Method for formation of domain-specific grammar from subspecified grammar

Info

Publication number: 20070078643
Type: Application
Filed: Nov 24, 2004
Publication Date: Apr 5, 2007
Inventors: Célestin Sedogbo (Beynes), Benedicte Goujon (Vanves)
Application Number: 10/580,343

Abstract

The method of the present invention is a method of designing a semantic grammar, that is to say one relating to a domain of application on the basis of a generic grammar and of a lexical knowledge base of the domain of application considered. The generic grammar is a grammar of unification grammar type with usual morpho-syntactic features (such as gender and number for the substantives or adjectives employed), and the semantic model of the domain describes the syntactico-semantic features specific to the domain of application. According to the invention a specific conceptual model of the domain concerned is established, this conceptual model is combined with a generic grammar and a generic lexicon and the specific grammar is deduced therefrom. Such a method is implemented for example to ensure the automated control of a process or of a vehicle.

Description

Description

The present invention pertains to a method of formulating a grammar specific to a domain on the basis of an under-specified grammar, that is to say a generic grammar containing rules for constructing sentences and constraints linking the elements of these sentences, but not containing terminology relating to a determined application.

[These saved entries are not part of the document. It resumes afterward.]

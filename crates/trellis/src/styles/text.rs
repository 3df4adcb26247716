//! Text style translation.

use trellis_core::{
    geometry::{Point, Size},
    source::{HorzAlign, TextStyle, VertAlign},
    target::{FontStyle, TextAlign, TextBlock, VerticalAlignment},
};

use crate::styles::{StyleContext, StyleError, fill::translate_fill, units::to_points};

/// Applies font, text fill and alignment to a text block.
///
/// Translated text always follows the shape's rotation, so `keep_upward` is
/// cleared.
///
/// # Errors
///
/// Returns the [`StyleError`] of a text fill that could not be translated. Every
/// other attribute has been applied by then and the block is left without fill.
pub fn apply_text_style(
    block: &mut TextBlock,
    style: &TextStyle,
    ctx: &StyleContext,
) -> Result<(), StyleError> {
    if let Some(font) = style.font() {
        block.set_font(
            font.name(),
            to_points(font.em_size(), ctx.dpi()),
            FontStyle::from_bits(font.style_bits()),
        );
    }

    if let Some(string_format) = style.string_format() {
        block.set_alignment(
            horizontal_alignment(string_format.horizontal),
            vertical_alignment(string_format.vertical),
        );
    }

    block.set_keep_upward(false);

    if let Some(fill) = style.fill() {
        match translate_fill(fill, ctx) {
            Ok(fill) => block.set_fill(Some(fill)),
            Err(err) => {
                block.set_fill(None);
                return Err(err);
            }
        }
    }
    Ok(())
}

/// Moves the text block's location pin by the style's text offset.
///
/// The offset, minus the backplane padding on both sides of the axis, is
/// measured at the document `resolution` and expressed relative to the text
/// block size. Axes with no offset or a zero-sized block are left alone.
pub fn apply_text_position(block: &mut TextBlock, style: &TextStyle, size: Size, resolution: f64) {
    let padding = style.backplane_padding().unwrap_or_default();
    let mut loc_pin = block.loc_pin();

    let offset_x = style.offset_x();
    if offset_x.value() != 0.0 && size.width() != 0.0 {
        let factor = offset_x.unit().pixels_per_unit(resolution);
        let offset = (offset_x.value() - padding.left - padding.right) * factor;
        loc_pin = Point::new(loc_pin.x() - offset / size.width(), loc_pin.y());
    }

    let offset_y = style.offset_y();
    if offset_y.value() != 0.0 && size.height() != 0.0 {
        let factor = offset_y.unit().pixels_per_unit(resolution);
        let offset = (offset_y.value() - padding.top - padding.bottom) * factor;
        loc_pin = Point::new(loc_pin.x(), loc_pin.y() - offset / size.height());
    }

    block.set_loc_pin(loc_pin);
}

fn horizontal_alignment(align: HorzAlign) -> TextAlign {
    match align {
        HorzAlign::Left => TextAlign::Left,
        HorzAlign::Center => TextAlign::Center,
        HorzAlign::Right => TextAlign::Right,
    }
}

fn vertical_alignment(align: VertAlign) -> VerticalAlignment {
    match align {
        VertAlign::Top => VerticalAlignment::Top,
        VertAlign::Center => VerticalAlignment::Center,
        VertAlign::Bottom => VerticalAlignment::Bottom,
    }
}

#[cfg(test)]
mod tests {
    use float_cmp::assert_approx_eq;
    use trellis_core::{
        color::Color,
        source::{FillStyle, FontStyle as SourceFont, Length, Margins, MeasurementUnit, StringFormat},
        target::Fill,
    };

    use super::*;

    #[test]
    fn test_font_and_alignment() {
        let style = TextStyle::new()
            .with_font(SourceFont::new("Verdana", Length::pixels(16.0)).with_style_bits(0b11))
            .with_string_format(StringFormat {
                horizontal: HorzAlign::Right,
                vertical: VertAlign::Bottom,
            })
            .with_fill(FillStyle::color(Color::from_argb(0xFF112233)));

        let mut block = TextBlock::new("label");
        apply_text_style(&mut block, &style, &StyleContext::new(96.0)).unwrap();

        assert_eq!(block.font_name(), Some("Verdana"));
        assert_approx_eq!(f64, block.font_size().unwrap(), 12.0);
        assert!(block.font_style().bold && block.font_style().italic);
        assert_eq!(block.horizontal_alignment(), TextAlign::Right);
        assert_eq!(block.vertical_alignment(), VerticalAlignment::Bottom);
        assert!(!block.keep_upward());
        assert_eq!(
            block.fill(),
            Some(&Fill::Color {
                color: Color::from_argb(0xFF112233)
            })
        );
    }

    #[test]
    fn test_failed_fill_keeps_other_attributes() {
        let style = TextStyle::new()
            .with_font(SourceFont::new("Arial", Length::points(10.0)))
            .with_fill(FillStyle::AdvancedGradient);

        let mut block = TextBlock::new("label");
        let result = apply_text_style(&mut block, &style, &StyleContext::new(96.0));

        assert!(result.is_err());
        assert_eq!(block.font_name(), Some("Arial"));
        assert!(block.fill().is_none());
    }

    #[test]
    fn test_position_offset_minus_padding() {
        let style = TextStyle::new()
            .with_offset(Length::pixels(30.0), Length::new(0.5, MeasurementUnit::Inch))
            .with_backplane_padding(Margins {
                left: 5.0,
                top: 0.0,
                right: 5.0,
                bottom: 0.25,
            });

        let mut block = TextBlock::new("label");
        apply_text_position(&mut block, &style, Size::new(100.0, 48.0), 96.0);

        // x: (30 - 10) px over 100 px
        assert_approx_eq!(f64, block.loc_pin().x(), 0.5 - 0.2);
        // y: (0.5 - 0.25) in = 24 px over 48 px
        assert_approx_eq!(f64, block.loc_pin().y(), 0.0);
    }

    #[test]
    fn test_position_ignores_zero_size() {
        let style = TextStyle::new().with_offset(Length::pixels(10.0), Length::pixels(10.0));

        let mut block = TextBlock::new("label");
        apply_text_position(&mut block, &style, Size::new(0.0, 0.0), 96.0);

        assert_eq!(block.loc_pin(), Point::new(0.5, 0.5));
    }
}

The method of the present invention is a method of designing a semantic grammar, that is to say one relating to a domain of application on the basis of a generic grammar and of a lexical knowledge base of the domain of application considered. The generic grammar is a grammar of unification grammar type with usual morpho-syntactic features (such as gender and number for the substantives or adjectives employed), and the semantic model of the domain describes the syntactico-semantic features specific to the domain of application.

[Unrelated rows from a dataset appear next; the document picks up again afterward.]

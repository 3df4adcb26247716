//! Visual attributes of target items.
//!
//! Exported types:
//! - [`Fill`]: color, stock gradient, image or hatch fills
//! - [`Stroke`]: color, width and dash style of an outline
//! - [`Arrowhead`]: decoration at either end of a 1-D shape
//! - [`PredefinedCursor`]: the hover cursor of an item
//! - [`FontStyle`], [`TextAlign`], [`VerticalAlignment`]: text block formatting

use serde::{Deserialize, Serialize};

use crate::color::Color;

// =============================================================================
// Fill
// =============================================================================

#[derive(Debug, Clone, Copy, PartialEq, Eq, Serialize, Deserialize)]
#[serde(rename_all = "snake_case")]
pub enum GradientStyle {
    Horizontal,
    Vertical,
    DiagonalUp,
    DiagonalDown,
    FromCorner,
    FromCenter,
}

#[derive(Debug, Clone, Copy, PartialEq, Eq, Serialize, Deserialize)]
#[serde(rename_all = "snake_case")]
pub enum GradientVariant {
    Variant1,
    Variant2,
    Variant3,
    Variant4,
}

#[derive(Debug, Clone, Copy, PartialEq, Eq, Serialize, Deserialize)]
#[serde(rename_all = "snake_case")]
pub enum HorizontalAlignment {
    Left,
    Center,
    Right,
}

/// How a texture is placed inside the filled area.
#[derive(Debug, Clone, Copy, PartialEq, Eq, Serialize, Deserialize)]
#[serde(tag = "mapping", rename_all = "snake_case")]
pub enum TextureMapping {
    Stretch,
    FitAndAlign,
    Align {
        horizontal: HorizontalAlignment,
        vertical: VerticalAlignment,
    },
    Tile,
    StretchXAlignY,
    StretchYAlignX,
}

/// An area fill.
#[derive(Debug, Clone, PartialEq, Serialize, Deserialize)]
#[serde(tag = "type", rename_all = "snake_case")]
pub enum Fill {
    Color {
        color: Color,
    },
    StockGradient {
        style: GradientStyle,
        variant: GradientVariant,
        begin: Color,
        end: Color,
    },
    /// An image fill with the encoded image embedded
    Image {
        data: Vec<u8>,
    },
    Hatch {
        style: u8,
        foreground: Color,
        background: Color,
        #[serde(default, skip_serializing_if = "Option::is_none")]
        mapping: Option<TextureMapping>,
    },
}

// =============================================================================
// Stroke
// =============================================================================

#[derive(Debug, Default, Clone, Copy, PartialEq, Eq, Serialize, Deserialize)]
#[serde(rename_all = "snake_case")]
pub enum DashStyle {
    #[default]
    Solid,
    Dot,
    Dash,
    DashDot,
    DashDotDot,
    Custom,
}

/// An outline stroke. Widths and dash lengths are device pixels.
#[derive(Debug, Clone, PartialEq, Serialize, Deserialize)]
pub struct Stroke {
    pub color: Color,
    pub width: f64,
    #[serde(default)]
    pub dash_style: DashStyle,
    #[serde(default, skip_serializing_if = "Option::is_none")]
    pub dash_pattern: Option<Vec<f64>>,
}

// =============================================================================
// Arrowheads
// =============================================================================

#[derive(Debug, Default, Clone, Copy, PartialEq, Eq, Serialize, Deserialize)]
#[serde(rename_all = "snake_case")]
pub enum ArrowheadShape {
    #[default]
    None,
    Triangle,
    TriangleNoFill,
    DoubleTriangle,
    Circle,
    CircleNoFillVerticalLine,
    DiamondNoFill,
    LineArrow,
    InvertedLineArrow,
    InvertedLineArrowWithCircleNoFill,
    InvertedLineArrowWithVerticalLine,
    VerticalLine,
    TriangleWithInwardCurveNoFill,
}

#[derive(Debug, Clone, PartialEq, Serialize, Deserialize)]
pub struct Arrowhead {
    pub shape: ArrowheadShape,
    /// Mirror the shape so it points back along the line
    #[serde(default)]
    pub flip_angle: bool,
    #[serde(default, skip_serializing_if = "Option::is_none")]
    pub fill: Option<Fill>,
    #[serde(default, skip_serializing_if = "Option::is_none")]
    pub stroke: Option<Stroke>,
    pub width: f64,
    pub height: f64,
}

// =============================================================================
// Cursor
// =============================================================================

#[derive(Debug, Clone, Copy, PartialEq, Eq, Serialize, Deserialize)]
#[serde(rename_all = "snake_case")]
pub enum PredefinedCursor {
    AppStarting,
    Arrow,
    Cross,
    Hand,
    Help,
    HSplit,
    IBeam,
    No,
    NoMove2D,
    NoMoveH,
    NoMoveV,
    PanEast,
    PanNorthEast,
    PanNorth,
    PanNorthWest,
    PanSouthEast,
    PanSouth,
    PanSouthWest,
    PanWest,
    SizeAll,
    #[serde(rename = "size_nesw")]
    SizeNESW,
    #[serde(rename = "size_ns")]
    SizeNS,
    #[serde(rename = "size_nwse")]
    SizeNWSE,
    #[serde(rename = "size_we")]
    SizeWE,
    UpArrow,
    VSplit,
    Wait,
}

// =============================================================================
// Text formatting
// =============================================================================

#[derive(Debug, Default, Clone, Copy, PartialEq, Eq, Serialize, Deserialize)]
#[serde(rename_all = "snake_case")]
pub enum TextAlign {
    Left,
    #[default]
    Center,
    Right,
}

#[derive(Debug, Default, Clone, Copy, PartialEq, Eq, Serialize, Deserialize)]
#[serde(rename_all = "snake_case")]
pub enum VerticalAlignment {
    Top,
    #[default]
    Center,
    Bottom,
}

/// Font style flags.
#[derive(Debug, Default, Clone, Copy, PartialEq, Eq, Serialize, Deserialize)]
#[serde(default)]
pub struct FontStyle {
    pub bold: bool,
    pub italic: bool,
    pub underline: bool,
    pub strikeout: bool,
}

impl FontStyle {
    /// Decodes the packed bits bold = 1, italic = 2, underline = 4, strikeout = 8.
    ///
    /// # Examples
    ///
    /// ```
    /// # use trellis_core::target::FontStyle;
    /// let style = FontStyle::from_bits(0b0101);
    /// assert!(style.bold && style.underline);
    /// assert!(!style.italic && !style.strikeout);
    /// ```
    pub fn from_bits(bits: u8) -> Self {
        Self {
            bold: bits & 0x1 != 0,
            italic: bits & 0x2 != 0,
            underline: bits & 0x4 != 0,
            strikeout: bits & 0x8 != 0,
        }
    }
}

#[cfg(test)]
mod tests {
    use super::*;

    #[test]
    fn test_font_style_from_bits() {
        assert_eq!(FontStyle::from_bits(0), FontStyle::default());
        let all = FontStyle::from_bits(0x0F);
        assert!(all.bold && all.italic && all.underline && all.strikeout);
        // Bits above strikeout are ignored
        assert_eq!(FontStyle::from_bits(0xF0), FontStyle::default());
    }

    #[test]
    fn test_fill_json_tag() {
        let fill = Fill::Color {
            color: Color::from_argb(0xFF00FF00),
        };
        let json = serde_json::to_value(&fill).unwrap();
        assert_eq!(json["type"], "color");
    }

    #[test]
    fn test_stroke_omits_absent_pattern() {
        let stroke = Stroke {
            color: Color::default(),
            width: 1.0,
            dash_style: DashStyle::Solid,
            dash_pattern: None,
        };
        let json = serde_json::to_value(&stroke).unwrap();
        assert!(json.get("dash_pattern").is_none());
    }
}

Such a method is implemented for example to ensure the automated control of a process or of a vehicle. There exist known methods describing all the sentences of a grammar, in all their grammatical forms, for a single domain of application at a time. The grammar thus described may not be reused for another domain of application, for which practically the whole grammar must be reconstructed.

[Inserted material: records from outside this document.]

//! Connection port translation.

use log::debug;

use trellis_core::{
    identifier::{Id, NodeId},
    source::{PortKind, PortType, SourcePort},
    target::{GlueMode, Port, PortSet},
};

use crate::error::{Diagnostic, DiagnosticCode, DiagnosticCollector};

/// Translates the ports of a source node.
///
/// Bounds and rotated-bounds ports sit at `0.5 + percent / 100` of the shape box
/// on each axis. Ports of any other kind are left out with a note, as are ports
/// whose name repeats an earlier port of the same node.
pub fn translate_ports(
    node: NodeId,
    ports: &[SourcePort],
    diagnostics: &mut DiagnosticCollector,
) -> PortSet {
    let mut translated = PortSet::new();

    for source in ports {
        let Some(port) = translate_port(source) else {
            diagnostics.emit(
                Diagnostic::note(format!(
                    "port `{}` of kind {:?} has no counterpart and was left out",
                    source.name(),
                    source.kind()
                ))
                .with_code(DiagnosticCode::W200)
                .with_node(node),
            );
            continue;
        };

        if !translated.add(port) {
            diagnostics.emit(
                Diagnostic::warning(format!(
                    "port name `{}` is used more than once; keeping the first",
                    source.name()
                ))
                .with_code(DiagnosticCode::W201)
                .with_node(node),
            );
        }
    }

    debug!(node:? = node, count = translated.len(); "Translated ports");
    translated
}

/// Translates a single port, or returns `None` for kinds without a counterpart.
///
/// # Examples
///
/// ```
/// # use trellis::importer::ports::translate_port;
/// # use trellis_core::source::{PortKind, SourcePort};
/// let port = translate_port(&SourcePort::new("Right", PortKind::Bounds, 50.0, 0.0)).unwrap();
/// assert_eq!((port.x(), port.y()), (1.0, 0.5));
///
/// assert!(translate_port(&SourcePort::new("P", PortKind::Dynamic, 0.0, 0.0)).is_none());
/// ```
pub fn translate_port(source: &SourcePort) -> Option<Port> {
    match source.kind() {
        PortKind::Bounds | PortKind::RotatedBounds => {}
        PortKind::Point | PortKind::Dynamic | PortKind::Logical => return None,
    }

    let port = Port::relative(
        Id::new(source.name()),
        0.5 + source.percent_x() / 100.0,
        0.5 + source.percent_y() / 100.0,
        glue_mode(source.port_type()),
    );
    Some(match source.direction() {
        Some(direction) => port.with_direction(direction),
        None => port,
    })
}

fn glue_mode(port_type: PortType) -> GlueMode {
    match port_type {
        PortType::Inward => GlueMode::Inward,
        PortType::Outward => GlueMode::Outward,
        PortType::InwardAndOutward => GlueMode::InwardAndOutward,
    }
}

#[cfg(test)]
mod tests {
    use super::*;
    use crate::error::Severity;

    #[test]
    fn test_bounds_ports_positions() {
        let mut diagnostics = DiagnosticCollector::new();
        let ports = translate_ports(
            NodeId::random(),
            &[
                SourcePort::new("Top", PortKind::Bounds, 0.0, -50.0).with_direction(270.0),
                SourcePort::new("Corner", PortKind::RotatedBounds, -50.0, 50.0)
                    .with_port_type(PortType::Outward),
            ],
            &mut diagnostics,
        );

        assert_eq!(ports.len(), 2);
        let top = ports.get(Id::new("Top")).unwrap();
        assert_eq!((top.x(), top.y()), (0.5, 0.0));
        assert_eq!(top.direction(), Some(270.0));
        assert_eq!(top.glue_mode(), GlueMode::InwardAndOutward);
        assert!(top.is_relative());

        let corner = ports.get(Id::new("Corner")).unwrap();
        assert_eq!((corner.x(), corner.y()), (0.0, 1.0));
        assert_eq!(corner.direction(), None);
        assert_eq!(corner.glue_mode(), GlueMode::Outward);

        assert!(diagnostics.finish().is_empty());
    }

    #[test]
    fn test_unsupported_kinds_rejected_with_note() {
        let node = NodeId::random();
        let mut diagnostics = DiagnosticCollector::new();
        let ports = translate_ports(
            node,
            &[
                SourcePort::new("Center", PortKind::Point, 0.0, 0.0),
                SourcePort::new("Auto", PortKind::Dynamic, 0.0, 0.0),
                SourcePort::new("Left", PortKind::Bounds, -50.0, 0.0),
            ],
            &mut diagnostics,
        );

        assert_eq!(ports.len(), 1);
        let diagnostics = diagnostics.finish();
        assert_eq!(diagnostics.len(), 2);
        assert!(diagnostics.iter().all(|d| d.severity() == Severity::Note));
        assert!(diagnostics.iter().all(|d| d.code() == Some(DiagnosticCode::W200)));
        assert_eq!(diagnostics[0].node(), Some(node));
    }

    #[test]
    fn test_duplicate_name_keeps_first() {
        let mut diagnostics = DiagnosticCollector::new();
        let ports = translate_ports(
            NodeId::random(),
            &[
                SourcePort::new("Port", PortKind::Bounds, -50.0, 0.0),
                SourcePort::new("Port", PortKind::Bounds, 50.0, 0.0),
            ],
            &mut diagnostics,
        );

        assert_eq!(ports.len(), 1);
        assert_eq!(ports.get(Id::new("Port")).unwrap().x(), 0.0);
        assert_eq!(diagnostics.warning_count(), 1);
    }
}
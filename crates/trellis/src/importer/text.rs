//! Shape text import.

use log::debug;
use quick_xml::{Reader, events::Event};

use trellis_core::{
    identifier::NodeId,
    source::{TextFormat, TextStyle},
    target::Shape,
};

use crate::{
    error::{Diagnostic, DiagnosticCollector},
    styles::{StyleContext, text::apply_text_style},
};

/// Sets the text of `shape` from a node's text and composed text style.
///
/// Empty text leaves the shape without a text block. Markup text is flattened
/// to plain text first.
pub fn import_text(
    shape: &mut Shape,
    node: NodeId,
    text: Option<&str>,
    style: Option<&TextStyle>,
    ctx: &StyleContext,
    diagnostics: &mut DiagnosticCollector,
) {
    let Some(text) = text.filter(|text| !text.is_empty()) else {
        return;
    };

    let text = match style.map(TextStyle::format) {
        Some(TextFormat::Xml) => flatten_markup(text),
        Some(TextFormat::Plain) | None => text.to_owned(),
    };
    let block = shape.set_text(text);

    let Some(style) = style else {
        return;
    };
    if let Err(err) = apply_text_style(block, style, ctx) {
        diagnostics.emit(
            Diagnostic::warning(format!("text fill dropped: {err}"))
                .with_code(err.code())
                .with_node(node),
        );
    }
}

/// Converts paragraph markup to plain text.
///
/// Tags and comments are removed; `<br>` and the end of a paragraph become
/// line breaks. Whitespace runs inside the markup collapse to single spaces the
/// way a renderer would show them, and entities are decoded last. Markup that
/// cannot be read is decoded as it is.
///
/// # Examples
///
/// ```
/// # use trellis::importer::text::flatten_markup;
/// assert_eq!(flatten_markup("<p>Hello <b>world</b></p><p>a &amp; b</p>"), "Hello world\na & b");
/// assert_eq!(flatten_markup("one<br/>two"), "one\ntwo");
/// ```
pub fn flatten_markup(markup: &str) -> String {
    match collect_text(markup) {
        Ok(plain) => htmlize::unescape(plain.trim_end_matches('\n')).into_owned(),
        Err(err) => {
            debug!(err:% = err; "Unreadable text markup, keeping it verbatim");
            htmlize::unescape(markup).into_owned()
        }
    }
}

/// Gathers the character data of `markup` with collapsed whitespace and
/// line breaks for `<br>` and closing paragraphs.
fn collect_text(markup: &str) -> Result<String, quick_xml::Error> {
    let mut reader = Reader::from_str(markup);
    reader.check_end_names(false);

    let mut text = FlatText::with_capacity(markup.len());
    loop {
        match reader.read_event()? {
            Event::Start(tag) | Event::Empty(tag) => {
                if is_named(tag.local_name().as_ref(), &["br"]) {
                    text.line_break();
                }
            }
            Event::End(tag) => {
                if is_named(tag.local_name().as_ref(), &["p", "div"]) {
                    text.line_break();
                }
            }
            Event::Text(chars) => text.push_str(&reader.decoder().decode(&chars)?),
            Event::CData(chars) => text.push_str(&reader.decoder().decode(&chars)?),
            Event::Eof => break,
            Event::Comment(_) | Event::Decl(_) | Event::PI(_) | Event::DocType(_) => {}
        }
    }
    Ok(text.plain)
}

fn is_named(name: &[u8], names: &[&str]) -> bool {
    names
        .iter()
        .any(|candidate| name.eq_ignore_ascii_case(candidate.as_bytes()))
}

/// Plain text being assembled from markup character data.
struct FlatText {
    plain: String,
    pending_space: bool,
}

impl FlatText {
    fn with_capacity(capacity: usize) -> Self {
        Self {
            plain: String::with_capacity(capacity),
            pending_space: false,
        }
    }

    fn line_break(&mut self) {
        self.plain.push('\n');
        self.pending_space = false;
    }

    fn push_str(&mut self, chars: &str) {
        for c in chars.chars() {
            if c.is_ascii_whitespace() {
                self.pending_space = true;
                continue;
            }
            if self.pending_space && !self.plain.is_empty() && !self.plain.ends_with('\n') {
                self.plain.push(' ');
            }
            self.pending_space = false;
            self.plain.push(c);
        }
    }
}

The present invention is aimed at a method of formulating a semantic grammar on the basis of an (under-specified) generic grammar, this semantic grammar being able to be easily reused in any other domain of application, with the minimum possible of modifications.

The method in accordance with the invention is a method of formulating a grammar specific to a domain on the basis of a generic lexicon and of a generic grammar, and it is characterized in that a specific conceptual model of the domain concerned is established, in that this conceptual model is combined with a generic grammar and a generic lexicon and that the specific grammar is deduced therefrom. The combination consists in applying constraints of the conceptual model at one and the same time to the generic grammar and to the generic lexicon.

The present invention will be better understood on reading the detailed description of a mode of implementation, taken by way of nonlimiting example.

The method of the invention effects the separation between generic knowledge and knowledge specific to an application. The knowledge related to the domain of application is contained in the conceptual model of the application, which is seen as a set of entities and a set of relationships between these entities. The generic knowledge is found in the generic grammar, which is described as a set of syntactic and semantic rules with conceptual constraints (such as permitted relationships between an adjective and the noun to which it refers) and a morphological lexicon (which for example comprises all the conjugated forms of a verb). An exemplary conceptual constraint could be the color of an assault tank. This color can be gray, but not pink.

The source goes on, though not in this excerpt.